Я, кажется, второй раз в жизни почувствовал, что у меня, где-то под левым кармашком, есть сердце и что оно довольно-таки сильно колотится (первый раз я почувствовал это, когда учительница объявляла фамилии двоечников, получивших переэкзаменовку). И еще я понял – как это верно говорят: «Он вырос от гордости!» Мне и правда показалось, что я стал чуть-чуть выше ростом. Значит, Саша теперь доверяет мне, как самому себе! Доверяет свою тайну, такую важную, что он из-за нее даже не пошел в туристический поход… Такую важную, что она привязывает его и наш плот вместе с ним к Белогорску! И он еще спрашивает, хочу ли я узнать ее?
– В общем, дело ясное, – сказал Саша. – У меня – переэкзаменовка. Понятно?
Я как-то машинально присел на стул:
– У тебя?… Переэкзаменовка?…
– Ага. Пишу я плохо. С ошибками. Понимаешь? Вот и схватил двойку. Поможешь, а?
– Кто? Я? Тебе?!
– Да, ты – мне. Ясное дело, не я тебе. Ведь ты же образованный, культурный. Поэт! Липучка сегодня уши всем прожужжала. Как она мне «Пионерку» показала, так я сразу решил: попрошу Шурку! И вот… Согласен?

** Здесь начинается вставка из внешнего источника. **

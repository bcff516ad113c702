use crate::domain::interface::ITranslator;
use crate::error::*;
use serde_json::Value;

const EN: &str = include_str!("../../locales/en.json");
const ES: &str = include_str!("../../locales/es.json");

#[derive(Debug)]
pub enum LocaleError {
    UnsupportedLocale,
    InvalidCatalog,
}

impl IServiceError for LocaleError {
    fn error_type(&self) -> String {
        use LocaleError::*;

        match self {
            UnsupportedLocale => "unsupported_locale",
            InvalidCatalog => "invalid_catalog",
        }
        .to_string()
    }
}

/// Message catalog keyed by dotted paths, e.g. `errors.user.userNotExists`.
#[derive(Debug, Clone)]
pub struct JsonCatalog {
    messages: Value,
}

impl JsonCatalog {
    /// One of the catalogs shipped with the binary.
    pub fn builtin(locale: &str) -> Result<Self> {
        match locale {
            "en" => Self::from_json(EN),
            "es" => Self::from_json(ES),
            other => Err(ServiceError::new(
                LocaleError::UnsupportedLocale,
                anyhow::anyhow!("no message catalog for locale {:?}", other),
            )),
        }
    }

    pub fn from_json(source: &str) -> Result<Self> {
        let messages = serde_json::from_str(source)
            .map_err(|err| ServiceError::new(LocaleError::InvalidCatalog, err))?;
        Ok(JsonCatalog { messages })
    }
}

impl ITranslator for JsonCatalog {
    fn translate(&self, key: &str) -> String {
        key.split('.')
            .try_fold(&self.messages, |node, segment| node.get(segment))
            .and_then(Value::as_str)
            .map(str::to_string)
            .unwrap_or_else(|| {
                tracing::warn!(key, "missing translation");
                key.to_string()
            })
    }
}
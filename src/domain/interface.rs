use crate::domain::model::*;
use crate::error::Result;
use async_trait::async_trait;
use serde::*;

#[async_trait]
pub trait ITweetRepository {
    /// One page of tweets, newest first, ties in insertion order.
    async fn find_page(&self, filter: &TweetFilter, pagination: &Pagination) -> Result<Vec<Tweet>>;
    async fn count(&self) -> Result<i64>;
    async fn find_by_id(&self, id: &TweetID) -> Result<Tweet>;
    async fn create(&self, tweet: Tweet) -> Result<()>;
    /// Appends the comment unless an identical one is already stored.
    async fn append_comment(&self, id: &TweetID, comment: Comment) -> Result<UpdateOutcome>;
    async fn increment_likes(&self, id: &TweetID) -> Result<UpdateOutcome>;
    /// Deletes the tweet only when `owner` authored it, returning what was removed.
    async fn delete_owned(&self, id: &TweetID, owner: &UserID) -> Result<Option<Tweet>>;
}

#[async_trait]
pub trait IUserRepository {
    async fn find_by_username(&self, username: &str) -> Result<Option<User>>;
    async fn find_summaries(&self, ids: Vec<UserID>) -> Result<Vec<UserSummary>>;
    async fn save(&self, user: User) -> Result<()>;
}

/// A tweet as reported by the third-party provider. Other fields are dropped.
#[derive(Debug, Clone, PartialEq, Eq, Serialize, Deserialize)]
pub struct ExternalTweet {
    pub text: String,
    pub created_at: Option<String>,
}

#[async_trait]
pub trait ITweetSource {
    async fn tweets_by_username(&self, username: &str) -> Result<Vec<ExternalTweet>>;
}

pub trait ITranslator {
    /// Resolves a dotted message key, falling back to the key itself.
    fn translate(&self, key: &str) -> String;
}

#[async_trait]
pub trait IAuthenticator {
    async fn authenticate(&self, token: &str) -> Option<Identity>;
}

#[async_trait]
pub trait IHttpClient {
    async fn get(
        &self,
        url: &str,
        header: Option<reqwest::header::HeaderMap>,
    ) -> Result<reqwest::Response>;
}
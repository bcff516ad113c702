use crate::domain::interface::*;
use crate::error::*;
use async_trait::async_trait;

#[derive(Debug)]
pub enum HttpClientError {
    HttpError,
    InvalidUrl,
    InvalidHeader,
}

impl IServiceError for HttpClientError {
    fn error_type(&self) -> String {
        use HttpClientError::*;

        match self {
            HttpError => "http_error",
            InvalidUrl => "invalid_url",
            InvalidHeader => "invalid_header",
        }
        .to_string()
    }

    fn status_code(&self) -> http::StatusCode {
        http::StatusCode::INTERNAL_SERVER_ERROR
    }
}

impl From<reqwest::Error> for ServiceError {
    fn from(err: reqwest::Error) -> ServiceError {
        ServiceError::new(HttpClientError::HttpError, err)
    }
}

impl From<url::ParseError> for ServiceError {
    fn from(err: url::ParseError) -> ServiceError {
        ServiceError::new(HttpClientError::InvalidUrl, err)
    }
}

impl From<reqwest::header::InvalidHeaderValue> for ServiceError {
    fn from(err: reqwest::header::InvalidHeaderValue) -> ServiceError {
        ServiceError::new(HttpClientError::InvalidHeader, err)
    }
}

#[derive(Clone, Default)]
pub struct HttpClient {
    client: reqwest::Client,
}

impl HttpClient {
    pub fn new() -> HttpClient {
        HttpClient {
            client: reqwest::Client::new(),
        }
    }
}

#[async_trait]
impl IHttpClient for HttpClient {
    async fn get(
        &self,
        url: &str,
        header: Option<reqwest::header::HeaderMap>,
    ) -> Result<reqwest::Response> {
        let mut req = self.client.get(url);
        if let Some(h) = header {
            req = req.headers(h);
        }
        let resp = req.send().await?.error_for_status()?;

        Ok(resp)
    }
}
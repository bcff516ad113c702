mod repository_error;
mod tweet_repo;
mod tweet_source;
mod user_repo;

pub use repository_error::*;
pub use tweet_repo::*;
pub use tweet_source::*;
pub use user_repo::*;
use diesel::connection::SimpleConnection;
use diesel::{r2d2, sqlite::SqliteConnection};
use lazy_init::LazyTransform;
use std::sync::Arc;
use std::time::Duration;

pub type SqlitePooledConnection = r2d2::PooledConnection<r2d2::ConnectionManager<SqliteConnection>>;

#[derive(Clone)]
pub struct SqliteConnPool(
    Arc<LazyTransform<Config, r2d2::Pool<r2d2::ConnectionManager<SqliteConnection>>>>,
);

struct Config {
    database_url: String,
    size_conn_pool: u32,
}

/// Pragmas applied to every pooled connection.
#[derive(Debug)]
struct ConnectionOptions {
    busy_timeout: Duration,
}

impl r2d2::CustomizeConnection<SqliteConnection, r2d2::Error> for ConnectionOptions {
    fn on_acquire(&self, conn: &mut SqliteConnection) -> Result<(), r2d2::Error> {
        conn.batch_execute(&format!(
            "PRAGMA busy_timeout = {}; PRAGMA journal_mode = WAL; PRAGMA foreign_keys = ON;",
            self.busy_timeout.as_millis()
        ))
        .map_err(r2d2::Error::QueryError)
    }
}

fn initialize(config: Config) -> r2d2::Pool<r2d2::ConnectionManager<SqliteConnection>> {
    let manager = r2d2::ConnectionManager::<SqliteConnection>::new(config.database_url);
    // connection errors surface on checkout, not here
    r2d2::Pool::builder()
        .max_size(config.size_conn_pool)
        .connection_customizer(Box::new(ConnectionOptions {
            busy_timeout: Duration::from_secs(5),
        }))
        .build_unchecked(manager)
}

impl SqliteConnPool {
    pub fn new(database_url: String, size_conn_pool: u32) -> SqliteConnPool {
        SqliteConnPool(Arc::new(LazyTransform::new(Config {
            database_url,
            size_conn_pool,
        })))
    }

    pub fn get_connection(&self) -> Result<SqlitePooledConnection, ::r2d2::Error> {
        self.0.get_or_create(initialize).get()
    }
}
use crate::domain::interface::*;
use crate::domain::model::*;
use crate::error::*;
use serde::*;
use std::collections::{HashMap, HashSet};
use std::sync::Arc;
use tracing::{debug, warn};

pub const TWEET_NOT_FOUND: &str = "Tweet not found";
pub const NOT_UPDATED: &str = "not updated";

#[derive(Debug)]
pub enum TweetServiceError {
    UserNotFound,
    TweetNotFound,
    UpdateFailed,
    DeleteFailed,
}

impl IServiceError for TweetServiceError {
    fn error_type(&self) -> String {
        use TweetServiceError::*;

        match self {
            UserNotFound => "user_not_found",
            TweetNotFound => "tweet_not_found",
            UpdateFailed => "update_failed",
            DeleteFailed => "delete_failed",
        }
        .to_string()
    }

    fn status_code(&self) -> http::StatusCode {
        use TweetServiceError::*;

        match self {
            UserNotFound | TweetNotFound => http::StatusCode::NOT_FOUND,
            UpdateFailed | DeleteFailed => http::StatusCode::INTERNAL_SERVER_ERROR,
        }
    }
}

#[derive(Debug, Serialize)]
pub struct TweetList {
    #[serde(flatten)]
    pub summary: PageSummary,
    pub data: Vec<TweetView>,
}

#[derive(Debug, Serialize)]
pub struct UserTweetPage {
    pub tweets: Vec<TweetView>,
    #[serde(flatten)]
    pub summary: PageSummary,
}

#[derive(Debug, Serialize)]
#[serde(rename_all = "camelCase")]
pub struct UserTweets {
    pub user: UserProfile,
    pub user_tweets: UserTweetPage,
}

#[derive(Debug, Serialize)]
pub struct TweetEnvelope {
    pub tweet: TweetView,
}

#[derive(Debug, Serialize)]
pub struct CommentAdded {
    pub message: String,
    pub comment: String,
    pub user: UserID,
}

#[derive(Debug, Serialize)]
pub struct Ack {
    pub message: String,
}

#[derive(Debug, Serialize)]
pub struct Deleted {
    pub message: String,
    pub id: TweetID,
}

#[derive(Debug, Clone, PartialEq, Eq, Serialize)]
pub struct ExternalTweetView {
    pub text: String,
    pub created_at: Option<String>,
}

#[derive(Clone)]
pub struct TweetService {
    tweet_repo: Arc<dyn ITweetRepository + Send + Sync>,
    user_repo: Arc<dyn IUserRepository + Send + Sync>,
    tweet_source: Arc<dyn ITweetSource + Send + Sync>,
    translator: Arc<dyn ITranslator + Send + Sync>,
}

impl TweetService {
    pub fn new(
        tweet_repo: Arc<dyn ITweetRepository + Send + Sync>,
        user_repo: Arc<dyn IUserRepository + Send + Sync>,
        tweet_source: Arc<dyn ITweetSource + Send + Sync>,
        translator: Arc<dyn ITranslator + Send + Sync>,
    ) -> Self {
        Self {
            tweet_repo,
            user_repo,
            tweet_source,
            translator,
        }
    }

    /// Newest tweets across all users. `total` counts the whole store.
    pub async fn list(&self, pagination: Pagination) -> Result<TweetList> {
        let tweets = self
            .tweet_repo
            .find_page(&TweetFilter::All, &pagination)
            .await?;
        let total = self.tweet_repo.count().await?;
        let data = self.expand(tweets, true).await?;

        Ok(TweetList {
            summary: PageSummary::new(total, &pagination),
            data,
        })
    }

    /// A user's profile with one page of their tweets. Here `total` is the
    /// length of the fetched page, not the user's tweet count.
    pub async fn user_tweets(&self, username: &str, pagination: Pagination) -> Result<UserTweets> {
        let user = match self.user_repo.find_by_username(username).await? {
            Some(user) => user,
            None => {
                return Err(ServiceError::only(TweetServiceError::UserNotFound)
                    .with_message(self.translator.translate("errors.user.userNotExists")))
            }
        };

        let tweets = self
            .tweet_repo
            .find_page(&TweetFilter::ByUser(user.id.clone()), &pagination)
            .await?;
        let total = tweets.len() as i64;
        let tweets = self.expand(tweets, false).await?;

        Ok(UserTweets {
            user: user.profile(),
            user_tweets: UserTweetPage {
                tweets,
                summary: PageSummary::new(total, &pagination),
            },
        })
    }

    /// Same shape as [`TweetService::list`], filtered to one author id, with
    /// `total` taken from the fetched page.
    pub async fn list_by_user(&self, user: UserID, pagination: Pagination) -> Result<TweetList> {
        let tweets = self
            .tweet_repo
            .find_page(&TweetFilter::ByUser(user), &pagination)
            .await?;
        let total = tweets.len() as i64;
        let data = self.expand(tweets, true).await?;

        Ok(TweetList {
            summary: PageSummary::new(total, &pagination),
            data,
        })
    }

    /// Any failure, absence included, is reported as `TweetNotFound`.
    pub async fn get_one(&self, id: &TweetID) -> Result<TweetEnvelope> {
        let lookup = async {
            let tweet = self.tweet_repo.find_by_id(id).await?;
            let mut views = self.expand(vec![tweet], true).await?;
            views
                .pop()
                .ok_or_else(|| ServiceError::only(RepositoryError::RecordNotFound))
        };

        match lookup.await {
            Ok(tweet) => Ok(TweetEnvelope { tweet }),
            Err(err) => {
                debug!(tweet = %id, error_type = %err.error_type(), "tweet lookup failed");
                Err(
                    ServiceError::new(TweetServiceError::TweetNotFound, err.into_inner())
                        .with_message(TWEET_NOT_FOUND),
                )
            }
        }
    }

    pub async fn create(&self, content: String, user: UserID) -> Result<Tweet> {
        let tweet = Tweet::new(content, user);
        self.tweet_repo.create(tweet.clone()).await?;
        debug!(tweet = %tweet.id, user = %tweet.user, "tweet created");
        Ok(tweet)
    }

    /// Set-inserts the comment. A missing tweet is not an error.
    pub async fn comment(&self, tweet_id: &TweetID, comment: String, user: UserID) -> Result<CommentAdded> {
        let entry = Comment {
            comment: comment.clone(),
            user: user.clone(),
        };
        match self.tweet_repo.append_comment(tweet_id, entry).await {
            Ok(outcome) => {
                if outcome.matched() {
                    debug!(tweet = %tweet_id, ?outcome, "comment appended");
                } else {
                    debug!(tweet = %tweet_id, "comment on a missing tweet dropped");
                }
                Ok(CommentAdded {
                    message: "ok".to_string(),
                    comment,
                    user,
                })
            }
            Err(err) => Err(self.update_failed(tweet_id, err)),
        }
    }

    pub async fn like(&self, tweet_id: &TweetID) -> Result<Ack> {
        match self.tweet_repo.increment_likes(tweet_id).await {
            Ok(outcome) => {
                debug!(tweet = %tweet_id, ?outcome, "tweet liked");
                Ok(Ack {
                    message: "ok".to_string(),
                })
            }
            Err(err) => Err(self.update_failed(tweet_id, err)),
        }
    }

    /// Deletes the tweet if `user` owns it. Someone else's tweet is reported
    /// exactly like a missing one.
    pub async fn delete(&self, tweet_id: &TweetID, user: &UserID) -> Result<Deleted> {
        match self.tweet_repo.delete_owned(tweet_id, user).await {
            Ok(Some(tweet)) => {
                debug!(tweet = %tweet.id, user = %user, "tweet deleted");
                Ok(Deleted {
                    message: self.translator.translate("success.tweet.onDelete"),
                    id: tweet.id,
                })
            }
            Ok(None) => Err(ServiceError::only(TweetServiceError::TweetNotFound)
                .with_message(self.translator.translate("errors.tweet.tweetNotExists"))),
            Err(err) => {
                warn!(tweet = %tweet_id, error = ?err, "delete failed");
                Err(
                    ServiceError::new(TweetServiceError::DeleteFailed, err.into_inner())
                        .with_message(self.translator.translate("errors.tweet.onDelete")),
                )
            }
        }
    }

    pub async fn external_tweets(&self, username: &str) -> Result<Vec<ExternalTweetView>> {
        let tweets = self.tweet_source.tweets_by_username(username).await?;
        Ok(tweets
            .into_iter()
            .map(|t| ExternalTweetView {
                text: t.text,
                created_at: t.created_at,
            })
            .collect())
    }

    fn update_failed(&self, tweet_id: &TweetID, err: ServiceError) -> ServiceError {
        warn!(tweet = %tweet_id, error = ?err, "update failed");
        ServiceError::new(TweetServiceError::UpdateFailed, err.into_inner()).with_message(NOT_UPDATED)
    }

    /// Resolves user references with one lookup for the whole batch.
    async fn expand(&self, tweets: Vec<Tweet>, expand_author: bool) -> Result<Vec<TweetView>> {
        let ids: HashSet<UserID> = tweets
            .iter()
            .flat_map(|t| {
                let skip = usize::from(!expand_author);
                t.referenced_users().skip(skip)
            })
            .cloned()
            .collect();
        let users: HashMap<UserID, UserSummary> = self
            .user_repo
            .find_summaries(ids.into_iter().collect())
            .await?
            .into_iter()
            .map(|u| (u.id.clone(), u))
            .collect();

        Ok(tweets
            .into_iter()
            .map(|t| TweetView::compose(t, &users, expand_author))
            .collect())
    }
}
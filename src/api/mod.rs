pub mod handlers;
pub mod middleware;

use crate::domain::interface::*;
use crate::domain::service::TweetService;
use crate::initializer::AppContext;
use axum::middleware::{from_fn, from_fn_with_state};
use axum::routing::{delete, get, post};
use axum::Router;
use std::sync::Arc;
use tower_http::trace::TraceLayer;

#[derive(Clone)]
pub struct ApiState {
    pub tweet: TweetService,
    pub authenticator: Arc<dyn IAuthenticator + Send + Sync>,
    pub translator: Arc<dyn ITranslator + Send + Sync>,
}

impl From<&AppContext> for ApiState {
    fn from(app: &AppContext) -> Self {
        ApiState {
            tweet: app.services.tweet.clone(),
            authenticator: app.infras.authenticator.clone(),
            translator: app.infras.translator.clone(),
        }
    }
}

/// The tweet routes, relative to wherever the caller mounts them.
pub fn router(state: ApiState) -> Router {
    let public = Router::new()
        .route("/get-one/:id", get(handlers::get_one))
        .route("/user", get(handlers::list_by_user));

    let protected = Router::new()
        .route("/", get(handlers::list))
        .route(
            "/",
            post(handlers::create).layer(from_fn(middleware::validate_tweet)),
        )
        .route(
            "/",
            delete(handlers::destroy).layer(from_fn_with_state(
                state.clone(),
                middleware::authorize_owner,
            )),
        )
        .route("/user/:username", get(handlers::user_tweets))
        .route(
            "/comments",
            post(handlers::comment).layer(from_fn(middleware::validate_comment)),
        )
        .route("/likes", post(handlers::like))
        .route("/external/:username", get(handlers::external))
        .route_layer(from_fn_with_state(state.clone(), middleware::authenticate));

    Router::new()
        .merge(public)
        .merge(protected)
        .layer(TraceLayer::new_for_http())
        .with_state(state)
}

#[cfg(test)]
mod tests {
    use super::*;
    use crate::domain::model::*;
    use crate::infra::{JsonCatalog, TokenAuthenticator};
    use crate::repository::{TweetRepository, UserRepository};
    use crate::test_util::{self, FailingTweetRepository, StaticTweetSource};
    use axum::body::Body;
    use axum::http::{header, Method, Request, StatusCode};
    use serde_json::{json, Value};
    use tower::ServiceExt;

    struct TestApp {
        _dir: tempfile::TempDir,
        router: Router,
        users: Arc<UserRepository>,
    }

    async fn app() -> TestApp {
        app_with_store(None).await
    }

    async fn app_with_store(store: Option<Arc<dyn ITweetRepository + Send + Sync>>) -> TestApp {
        let (dir, db) = test_util::temp_db().await;
        let users = Arc::new(UserRepository::new(db.clone()));
        let tweets: Arc<dyn ITweetRepository + Send + Sync> = match store {
            Some(store) => store,
            None => Arc::new(TweetRepository::new(db)),
        };
        let translator = Arc::new(JsonCatalog::builtin("en").unwrap());
        let source = StaticTweetSource(vec![ExternalTweet {
            text: "elsewhere".to_string(),
            created_at: Some("2022-11-14T10:37:33.000Z".to_string()),
        }]);
        let state = ApiState {
            tweet: TweetService::new(
                tweets,
                users.clone(),
                Arc::new(source),
                translator.clone(),
            ),
            authenticator: Arc::new(
                TokenAuthenticator::from_spec("token-1=u1,token-2=u2").unwrap(),
            ),
            translator,
        };
        TestApp {
            _dir: dir,
            router: router(state),
            users,
        }
    }

    fn request(method: Method, uri: &str, token: Option<&str>, body: Option<Value>) -> Request<Body> {
        let mut builder = Request::builder().method(method).uri(uri);
        if let Some(token) = token {
            builder = builder.header(header::AUTHORIZATION, format!("Bearer {}", token));
        }
        match body {
            Some(body) => builder
                .header(header::CONTENT_TYPE, "application/json")
                .body(Body::from(body.to_string()))
                .unwrap(),
            None => builder.body(Body::empty()).unwrap(),
        }
    }

    async fn send(app: &TestApp, req: Request<Body>) -> (StatusCode, Value) {
        let resp = app.router.clone().oneshot(req).await.unwrap();
        let status = resp.status();
        let bytes = hyper::body::to_bytes(resp.into_body()).await.unwrap();
        let body = if bytes.is_empty() {
            Value::Null
        } else {
            serde_json::from_slice(&bytes).unwrap()
        };
        (status, body)
    }

    async fn create(app: &TestApp, token: &str, user: &str, content: &str) -> Value {
        let (status, body) = send(
            app,
            request(
                Method::POST,
                "/",
                Some(token),
                Some(json!({"content": content, "userId": user})),
            ),
        )
        .await;
        assert_eq!(status, StatusCode::OK, "{}", body);
        body
    }

    #[tokio::test]
    async fn create_returns_the_new_tweet() {
        let app = app().await;
        let body = create(&app, "token-1", "u1", "hello").await;
        assert_eq!(body["content"], json!("hello"));
        assert_eq!(body["user"], json!("u1"));
        assert_eq!(body["likes"], json!(0));
        assert_eq!(body["comments"], json!([]));
        assert!(body["id"].as_str().map_or(false, |id| !id.is_empty()));
        assert!(body.get("createdAt").is_some());

        let uri = format!("/get-one/{}", body["id"].as_str().unwrap());
        let (status, found) = send(&app, request(Method::GET, &uri, None, None)).await;
        assert_eq!(status, StatusCode::OK);
        assert_eq!(found["tweet"]["content"], json!("hello"));
    }

    #[tokio::test]
    async fn missing_tweets_are_reported_under_tweet() {
        let app = app().await;
        let (status, body) = send(&app, request(Method::GET, "/get-one/nope", None, None)).await;
        assert_eq!(status, StatusCode::NOT_FOUND);
        assert_eq!(body, json!({"tweet": "Tweet not found"}));
    }

    #[tokio::test]
    async fn deleting_someone_elses_tweet_is_not_found() {
        let app = app().await;
        let tweet = create(&app, "token-1", "u1", "mine").await;
        let id = tweet["id"].clone();

        let (status, body) = send(
            &app,
            request(
                Method::DELETE,
                "/",
                Some("token-2"),
                Some(json!({"tweetId": id, "userId": "u2"})),
            ),
        )
        .await;
        assert_eq!(status, StatusCode::NOT_FOUND);
        assert_eq!(body, json!({"message": "Tweet does not exist"}));

        let (status, body) = send(
            &app,
            request(
                Method::DELETE,
                "/",
                Some("token-1"),
                Some(json!({"tweetId": id, "userId": "u1"})),
            ),
        )
        .await;
        assert_eq!(status, StatusCode::OK);
        assert_eq!(body, json!({"message": "Tweet deleted successfully", "id": id}));
    }

    #[tokio::test]
    async fn deleting_for_another_user_is_forbidden() {
        let app = app().await;
        let tweet = create(&app, "token-1", "u1", "mine").await;

        let (status, body) = send(
            &app,
            request(
                Method::DELETE,
                "/",
                Some("token-2"),
                Some(json!({"tweetId": tweet["id"], "userId": "u1"})),
            ),
        )
        .await;
        assert_eq!(status, StatusCode::FORBIDDEN);
        assert_eq!(
            body,
            json!({"message": "You are not allowed to perform this action"})
        );
    }

    #[tokio::test]
    async fn unknown_usernames_are_localized() {
        let app = app().await;
        let (status, body) =
            send(&app, request(Method::GET, "/user/nobody", Some("token-1"), None)).await;
        assert_eq!(status, StatusCode::NOT_FOUND);
        assert_eq!(body, json!({"message": "User does not exist"}));
    }

    #[tokio::test]
    async fn user_profiles_come_with_their_tweets() {
        let app = app().await;
        let ann = User::new("Ann".to_string(), "ann".to_string(), "ann@example.com".to_string());
        app.users.save(ann.clone()).await.unwrap();
        create(&app, "token-1", &ann.id.0, "first").await;

        let (status, body) = send(
            &app,
            request(Method::GET, "/user/ann?page=1&limit=5", Some("token-1"), None),
        )
        .await;
        assert_eq!(status, StatusCode::OK);
        assert_eq!(body["user"]["username"], json!("ann"));
        assert_eq!(body["userTweets"]["tweets"][0]["content"], json!("first"));
        assert_eq!(body["userTweets"]["total"], json!(1));
        assert_eq!(body["userTweets"]["currentPage"], json!(1));

        let uri = format!("/user?id={}", ann.id);
        let (status, body) = send(&app, request(Method::GET, &uri, None, None)).await;
        assert_eq!(status, StatusCode::OK);
        assert_eq!(body["data"][0]["user"]["name"], json!("Ann"));
    }

    #[tokio::test]
    async fn protected_routes_need_a_known_token() {
        let app = app().await;
        for token in [None, Some("wrong")] {
            let (status, body) = send(&app, request(Method::GET, "/", token, None)).await;
            assert_eq!(status, StatusCode::UNAUTHORIZED);
            assert_eq!(body, json!({"message": "Authentication required"}));
        }
        let (status, _) = send(&app, request(Method::GET, "/", Some("token-1"), None)).await;
        assert_eq!(status, StatusCode::OK);
    }

    #[tokio::test]
    async fn payloads_are_validated() {
        let app = app().await;
        let (status, body) = send(
            &app,
            request(Method::POST, "/", Some("token-1"), Some(json!({"userId": "u1"}))),
        )
        .await;
        assert_eq!(status, StatusCode::BAD_REQUEST);
        assert_eq!(body, json!({"message": "\"content\" is required"}));

        let (status, body) = send(
            &app,
            request(
                Method::POST,
                "/comments",
                Some("token-1"),
                Some(json!({"comment": "hi", "userId": "u1"})),
            ),
        )
        .await;
        assert_eq!(status, StatusCode::BAD_REQUEST);
        assert_eq!(body, json!({"message": "\"tweetId\" is required"}));

        let (status, _) = send(
            &app,
            request(Method::GET, "/?page=abc", Some("token-1"), None),
        )
        .await;
        assert_eq!(status, StatusCode::BAD_REQUEST);
    }

    #[tokio::test]
    async fn comments_and_likes_are_acknowledged() {
        let app = app().await;
        let tweet = create(&app, "token-1", "u1", "hello").await;

        let (status, body) = send(
            &app,
            request(
                Method::POST,
                "/comments",
                Some("token-2"),
                Some(json!({"comment": "nice", "tweetId": tweet["id"], "userId": "u2"})),
            ),
        )
        .await;
        assert_eq!(status, StatusCode::OK);
        assert_eq!(body, json!({"message": "ok", "comment": "nice", "user": "u2"}));

        let (status, body) = send(
            &app,
            request(
                Method::POST,
                "/likes",
                Some("token-2"),
                Some(json!({"tweetId": tweet["id"], "like": true})),
            ),
        )
        .await;
        assert_eq!(status, StatusCode::OK);
        assert_eq!(body, json!({"message": "ok"}));

        let (_, list) = send(&app, request(Method::GET, "/", Some("token-1"), None)).await;
        assert_eq!(list["total"], json!(1));
        assert_eq!(list["data"][0]["likes"], json!(1));
        assert_eq!(list["data"][0]["comments"][0]["comment"], json!("nice"));
    }

    #[tokio::test]
    async fn external_tweets_pass_through() {
        let app = app().await;
        let (status, body) = send(
            &app,
            request(Method::GET, "/external/jack", Some("token-1"), None),
        )
        .await;
        assert_eq!(status, StatusCode::OK);
        assert_eq!(
            body,
            json!([{"text": "elsewhere", "created_at": "2022-11-14T10:37:33.000Z"}])
        );
    }

    #[tokio::test]
    async fn huge_page_numbers_are_clamped() {
        let app = app().await;
        create(&app, "token-1", "u1", "hello").await;

        let uri = format!("/user?id=u1&page={}", i64::MAX);
        let (status, body) = send(&app, request(Method::GET, &uri, None, None)).await;
        assert_eq!(status, StatusCode::OK);
        assert_eq!(body["data"], json!([]));
        assert_eq!(body["currentPage"], json!(MAX_PAGE));
        assert_eq!(body["hasMore"], json!(false));

        let uri = format!("/?page={}&limit=100", i64::MAX);
        let (status, body) = send(&app, request(Method::GET, &uri, Some("token-1"), None)).await;
        assert_eq!(status, StatusCode::OK);
        assert_eq!(body["total"], json!(1));
        assert_eq!(body["data"], json!([]));
    }

    #[tokio::test]
    async fn store_failures_keep_their_message() {
        let app = app_with_store(Some(Arc::new(FailingTweetRepository))).await;

        let (status, body) = send(
            &app,
            request(
                Method::POST,
                "/likes",
                Some("token-1"),
                Some(json!({"tweetId": "t1"})),
            ),
        )
        .await;
        assert_eq!(status, StatusCode::INTERNAL_SERVER_ERROR);
        assert_eq!(body, json!({"message": "not updated"}));

        let (status, body) = send(
            &app,
            request(
                Method::DELETE,
                "/",
                Some("token-1"),
                Some(json!({"tweetId": "t1", "userId": "u1"})),
            ),
        )
        .await;
        assert_eq!(status, StatusCode::INTERNAL_SERVER_ERROR);
        assert_eq!(body, json!({"message": "Tweet could not be deleted"}));

        // no explicit message, so only the error type is shown
        let (status, body) = send(&app, request(Method::GET, "/", Some("token-1"), None)).await;
        assert_eq!(status, StatusCode::INTERNAL_SERVER_ERROR);
        assert_eq!(body, json!({"message": "db_error"}));
    }
}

Я даже не мог неопределенно пожать плечами – так и сидел, раскрыв рот, словно рыба. И молчал тоже как рыба. Мой вид не понравился Саше.
– Смотри, в обморок не кувырнись. Побледнел, как Веник. Не хочешь помогать – так и скажи. Без тебя обойдусь.
Тут наконец у меня прорезался голос. Правда, чей-то чужой – слабенький, неуверенный, – но все же прорезался:
– Да что ты, Саша! Я с удовольствием… Только у меня нет… этого… как его… педагогического опыта…
– И не надо. Ты просто будешь мне диктанты устраивать и проверять ошибки. Понятно?
– Понятно…
Я буду проверять ошибки! И почему я честно, как вот Саша сейчас, не рассказал о своей несчастной двойке? Вернее, несчастная была не двойка, а я сам. Зачем я, как дурак, пожимал плечами? Эти мысли уже не первый раз приходили мне в голову. Но раскаиваться было поздно. И нужно было не выдать своего волнения.
– И это вся тайна? – с наигранным спокойствием спросил я.
– Вся.
– А я-то думал!..
– Мало что ты думал.
Да, я действительно думал мало, иначе не попал бы в такое глупое положение.
– И ты из-за такой ерунды не пошел в туристический поход? И наш корабль к городу привязал? – неестественным голосом удивлялся я.
– Это не ерунда. Я должен сдать экзамен, – очень решительно сказал Саша. – Понятно? Лопну, а сдам! Осенью отец с матерью из геологической разведки приедут – я им обещал.
– А-а! Они, значит, осенью приедут? А у тебя, значит, переэкзаменовка?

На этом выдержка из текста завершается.